§ Exercise brief
Go over the entries below line by line, copying each one that contains the word "echo".

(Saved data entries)

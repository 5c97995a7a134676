// Copyright (c) 2024-2026 Martin Schröder <info@swedishembedded.com>
//
// SPDX-License-Identifier: MIT
use std::collections::HashMap;
use std::sync::Arc;

use async_trait::async_trait;
use serde::{Deserialize, Serialize};
use serde_json::Value;
use tracing::warn;

use crate::events::{Event, EventKind};
use crate::recorder::Recorder;

fn default_true() -> bool {
    true
}

/// A permission decision returned by a hook or the permission layer.
#[derive(Debug, Clone, Copy, PartialEq, Eq, Serialize, Deserialize)]
#[serde(rename_all = "lowercase")]
pub enum Decision {
    Allow,
    Deny,
    Ask,
}

/// Nested output block mirroring the wire format external hook processes
/// use: a permission decision may live here instead of at the top level.
#[derive(Debug, Clone, Default, Serialize, Deserialize)]
pub struct HookSpecificOutput {
    #[serde(default, skip_serializing_if = "Option::is_none")]
    pub permission_decision: Option<Decision>,
}

/// The result of one hook invocation.
#[derive(Debug, Clone, Serialize, Deserialize)]
pub struct HookOutput {
    #[serde(default, skip_serializing_if = "Option::is_none")]
    pub decision: Option<Decision>,
    /// `false` aborts the guarded operation regardless of any decision.
    #[serde(rename = "continue", default = "default_true")]
    pub should_continue: bool,
    /// Replacement tool arguments; the last non-nil rewrite wins.
    #[serde(default, skip_serializing_if = "Option::is_none")]
    pub updated_input: Option<Value>,
    #[serde(default, skip_serializing_if = "Option::is_none")]
    pub hook_specific_output: Option<HookSpecificOutput>,
    #[serde(default, skip_serializing_if = "Option::is_none")]
    pub reason: Option<String>,
}

impl Default for HookOutput {
    fn default() -> Self {
        Self {
            decision: None,
            should_continue: true,
            updated_input: None,
            hook_specific_output: None,
            reason: None,
        }
    }
}

impl HookOutput {
    pub fn allow() -> Self {
        Self {
            decision: Some(Decision::Allow),
            ..Default::default()
        }
    }

    pub fn deny(reason: impl Into<String>) -> Self {
        Self {
            decision: Some(Decision::Deny),
            reason: Some(reason.into()),
            ..Default::default()
        }
    }

    pub fn ask() -> Self {
        Self {
            decision: Some(Decision::Ask),
            ..Default::default()
        }
    }

    pub fn rewrite(input: Value) -> Self {
        Self {
            updated_input: Some(input),
            ..Default::default()
        }
    }

    pub fn block() -> Self {
        Self {
            should_continue: false,
            ..Default::default()
        }
    }

    /// Effective permission decision: top-level wins, then the nested block.
    fn effective_decision(&self) -> Option<Decision> {
        self.decision.or_else(|| {
            self.hook_specific_output
                .as_ref()
                .and_then(|h| h.permission_decision)
        })
    }

    /// True when any channel of this output carries a deny.  A `deny`
    /// anywhere dominates an `allow` elsewhere in the same output.
    fn denies(&self) -> bool {
        self.decision == Some(Decision::Deny)
            || self
                .hook_specific_output
                .as_ref()
                .map(|h| h.permission_decision == Some(Decision::Deny))
                .unwrap_or(false)
    }

    fn asks(&self) -> bool {
        self.effective_decision() == Some(Decision::Ask)
    }
}

/// An external observer/decider invoked at a typed event boundary.
#[async_trait]
pub trait Hook: Send + Sync {
    async fn run(&self, event: &Event) -> anyhow::Result<HookOutput>;
}

/// Aggregated PreToolUse verdict.
#[derive(Debug, Clone, PartialEq)]
pub enum PreToolGate {
    Deny { reason: String },
    Ask,
    Allow { updated_input: Option<Value> },
}

/// Fans out hook invocations for typed events and evaluates decisions.
///
/// Immutable after construction; shared read-only across concurrent runs.
/// Every invocation records the triggering event through the per-request
/// recorder passed in by the caller — never through shared state.
pub struct HookExecutor {
    hooks: HashMap<EventKind, Vec<Arc<dyn Hook>>>,
}

impl HookExecutor {
    pub fn new(registrations: Vec<(EventKind, Arc<dyn Hook>)>) -> Self {
        let mut hooks: HashMap<EventKind, Vec<Arc<dyn Hook>>> = HashMap::new();
        for (kind, hook) in registrations {
            hooks.entry(kind).or_default().push(hook);
        }
        Self { hooks }
    }

    pub fn has_hooks(&self, kind: EventKind) -> bool {
        self.hooks.get(&kind).map(|v| !v.is_empty()).unwrap_or(false)
    }

    fn hooks_for(&self, kind: EventKind) -> &[Arc<dyn Hook>] {
        self.hooks.get(&kind).map(Vec::as_slice).unwrap_or(&[])
    }

    /// Fire-and-forget notification: record, invoke, ignore outcomes.
    pub async fn notify(&self, recorder: &Recorder, event: Event) {
        let kind = event.kind();
        recorder.record(event.clone());
        for hook in self.hooks_for(kind) {
            if let Err(e) = hook.run(&event).await {
                warn!(event = ?kind, error = %e, "notification hook failed");
            }
        }
    }

    /// Run all outputs for a decision-point event, treating a hook failure
    /// as a deny (a hook that cannot be consulted must not be bypassed).
    async fn collect(&self, event: &Event) -> Vec<HookOutput> {
        let mut outputs = Vec::new();
        for hook in self.hooks_for(event.kind()) {
            match hook.run(event).await {
                Ok(out) => outputs.push(out),
                Err(e) => {
                    warn!(event = ?event.kind(), error = %e, "decision hook failed");
                    outputs.push(HookOutput::deny(format!("hook failed: {e}")));
                }
            }
        }
        outputs
    }

    /// PreToolUse aggregation:
    /// 1. any explicit deny wins;
    /// 2. any `continue = false` wins;
    /// 3. any ask defers to the permission resolver;
    /// 4. otherwise the last non-nil `updated_input` replaces the arguments.
    pub async fn check_pre_tool_use(&self, recorder: &Recorder, event: Event) -> PreToolGate {
        recorder.record(event.clone());
        let outputs = self.collect(&event).await;

        if let Some(denying) = outputs.iter().find(|o| o.denies()) {
            return PreToolGate::Deny {
                reason: denying
                    .reason
                    .clone()
                    .unwrap_or_else(|| "denied by hook".into()),
            };
        }
        if let Some(blocking) = outputs.iter().find(|o| !o.should_continue) {
            return PreToolGate::Deny {
                reason: blocking
                    .reason
                    .clone()
                    .unwrap_or_else(|| "blocked by hook".into()),
            };
        }
        if outputs.iter().any(|o| o.asks()) {
            return PreToolGate::Ask;
        }
        let updated_input = outputs
            .iter()
            .rev()
            .find_map(|o| o.updated_input.clone());
        PreToolGate::Allow { updated_input }
    }

    /// PermissionRequest aggregation: deny > ask > allow.  `None` when no
    /// hook expressed a decision.
    pub async fn check_permission(&self, recorder: &Recorder, event: Event) -> Option<Decision> {
        recorder.record(event.clone());
        let outputs = self.collect(&event).await;
        let decisions: Vec<Decision> = outputs
            .iter()
            .filter_map(|o| {
                if !o.should_continue {
                    Some(Decision::Deny)
                } else {
                    o.effective_decision()
                }
            })
            .collect();
        if decisions.contains(&Decision::Deny) {
            Some(Decision::Deny)
        } else if decisions.contains(&Decision::Ask) {
            Some(Decision::Ask)
        } else if decisions.contains(&Decision::Allow) {
            Some(Decision::Allow)
        } else {
            None
        }
    }

    /// PreCompact veto: returns `false` when any hook blocks the compaction.
    pub async fn check_pre_compact(&self, recorder: &Recorder, event: Event) -> bool {
        recorder.record(event.clone());
        let outputs = self.collect(&event).await;
        !outputs.iter().any(|o| o.denies() || !o.should_continue)
    }
}

// ─── Unit tests ──────────────────────────────────────────────────────────────

#[cfg(test)]
mod tests {
    use serde_json::json;

    use super::*;
    use crate::events::EventPayload;

    struct FixedHook(HookOutput);

    #[async_trait]
    impl Hook for FixedHook {
        async fn run(&self, _event: &Event) -> anyhow::Result<HookOutput> {
            Ok(self.0.clone())
        }
    }

    struct FailingHook;

    #[async_trait]
    impl Hook for FailingHook {
        async fn run(&self, _event: &Event) -> anyhow::Result<HookOutput> {
            anyhow::bail!("hook process crashed")
        }
    }

    fn executor(outputs: Vec<HookOutput>) -> HookExecutor {
        HookExecutor::new(
            outputs
                .into_iter()
                .map(|o| {
                    (
                        EventKind::PreToolUse,
                        Arc::new(FixedHook(o)) as Arc<dyn Hook>,
                    )
                })
                .collect(),
        )
    }

    fn pre_tool_event() -> Event {
        Event::new(
            "s",
            "r",
            EventPayload::PreToolUse {
                tool_name: "echo".into(),
                tool_input: json!({"text": "hi"}),
            },
        )
    }

    #[tokio::test]
    async fn no_hooks_allows_without_rewrite() {
        let ex = executor(vec![]);
        let rec = Recorder::new();
        let gate = ex.check_pre_tool_use(&rec, pre_tool_event()).await;
        assert_eq!(gate, PreToolGate::Allow { updated_input: None });
        // The triggering event itself is still recorded.
        assert_eq!(rec.len(), 1);
    }

    #[tokio::test]
    async fn deny_dominates_allow() {
        let ex = executor(vec![HookOutput::allow(), HookOutput::deny("nope")]);
        let rec = Recorder::new();
        match ex.check_pre_tool_use(&rec, pre_tool_event()).await {
            PreToolGate::Deny { reason } => assert_eq!(reason, "nope"),
            other => panic!("expected deny, got {other:?}"),
        }
    }

    #[tokio::test]
    async fn nested_deny_dominates_top_level_allow_in_same_output() {
        // A hook may answer `allow` at the top level and `deny` in
        // hook_specific_output; deny wins.
        let out = HookOutput {
            decision: Some(Decision::Allow),
            hook_specific_output: Some(HookSpecificOutput {
                permission_decision: Some(Decision::Deny),
            }),
            ..Default::default()
        };
        let ex = executor(vec![out]);
        let rec = Recorder::new();
        assert!(matches!(
            ex.check_pre_tool_use(&rec, pre_tool_event()).await,
            PreToolGate::Deny { .. }
        ));
    }

    #[tokio::test]
    async fn continue_false_blocks_even_with_allow() {
        let out = HookOutput {
            decision: Some(Decision::Allow),
            should_continue: false,
            ..Default::default()
        };
        let ex = executor(vec![out]);
        let rec = Recorder::new();
        assert!(matches!(
            ex.check_pre_tool_use(&rec, pre_tool_event()).await,
            PreToolGate::Deny { .. }
        ));
    }

    #[tokio::test]
    async fn ask_defers_when_no_deny() {
        let ex = executor(vec![HookOutput::allow(), HookOutput::ask()]);
        let rec = Recorder::new();
        assert_eq!(
            ex.check_pre_tool_use(&rec, pre_tool_event()).await,
            PreToolGate::Ask
        );
    }

    #[tokio::test]
    async fn last_rewrite_wins() {
        let ex = executor(vec![
            HookOutput::rewrite(json!({"text": "first"})),
            HookOutput::allow(),
            HookOutput::rewrite(json!({"text": "second"})),
        ]);
        let rec = Recorder::new();
        match ex.check_pre_tool_use(&rec, pre_tool_event()).await {
            PreToolGate::Allow { updated_input } => {
                assert_eq!(updated_input.unwrap()["text"], "second");
            }
            other => panic!("expected allow, got {other:?}"),
        }
    }

    #[tokio::test]
    async fn failing_hook_denies() {
        let ex = HookExecutor::new(vec![(
            EventKind::PreToolUse,
            Arc::new(FailingHook) as Arc<dyn Hook>,
        )]);
        let rec = Recorder::new();
        match ex.check_pre_tool_use(&rec, pre_tool_event()).await {
            PreToolGate::Deny { reason } => assert!(reason.contains("hook failed")),
            other => panic!("expected deny, got {other:?}"),
        }
    }

    #[tokio::test]
    async fn permission_deny_beats_ask_beats_allow() {
        let mk = |outs: Vec<HookOutput>| {
            HookExecutor::new(
                outs.into_iter()
                    .map(|o| {
                        (
                            EventKind::PermissionRequest,
                            Arc::new(FixedHook(o)) as Arc<dyn Hook>,
                        )
                    })
                    .collect(),
            )
        };
        let event = || {
            Event::new(
                "s",
                "r",
                EventPayload::PermissionRequest {
                    tool_name: "echo".into(),
                    tool_input: json!({}),
                },
            )
        };
        let rec = Recorder::new();

        let ex = mk(vec![HookOutput::allow(), HookOutput::ask(), HookOutput::deny("x")]);
        assert_eq!(ex.check_permission(&rec, event()).await, Some(Decision::Deny));

        let ex = mk(vec![HookOutput::allow(), HookOutput::ask()]);
        assert_eq!(ex.check_permission(&rec, event()).await, Some(Decision::Ask));

        let ex = mk(vec![HookOutput::allow()]);
        assert_eq!(ex.check_permission(&rec, event()).await, Some(Decision::Allow));

        let ex = mk(vec![HookOutput::default()]);
        assert_eq!(ex.check_permission(&rec, event()).await, None);
    }

    #[tokio::test]
    async fn pre_compact_blocked_by_continue_false() {
        let ex = HookExecutor::new(vec![(
            EventKind::PreCompact,
            Arc::new(FixedHook(HookOutput::block())) as Arc<dyn Hook>,
        )]);
        let rec = Recorder::new();
        let event = Event::new(
            "s",
            "r",
            EventPayload::PreCompact {
                message_count: 10,
                token_count: 1000,
            },
        );
        assert!(!ex.check_pre_compact(&rec, event).await);
    }

    #[tokio::test]
    async fn notify_ignores_hook_failures() {
        let ex = HookExecutor::new(vec![(
            EventKind::SessionStart,
            Arc::new(FailingHook) as Arc<dyn Hook>,
        )]);
        let rec = Recorder::new();
        ex.notify(&rec, Event::new("s", "r", EventPayload::SessionStart))
            .await;
        assert_eq!(rec.len(), 1);
    }

    #[test]
    fn hook_output_deserializes_wire_format() {
        let out: HookOutput = serde_json::from_str(
            r#"{"continue": false, "hook_specific_output": {"permission_decision": "ask"}}"#,
        )
        .unwrap();
        assert!(!out.should_continue);
        assert_eq!(
            out.hook_specific_output.unwrap().permission_decision,
            Some(Decision::Ask)
        );
    }
}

§ Solution for this exercise
                tool_name: "echo".into(),
                    tool_name: "echo".into(),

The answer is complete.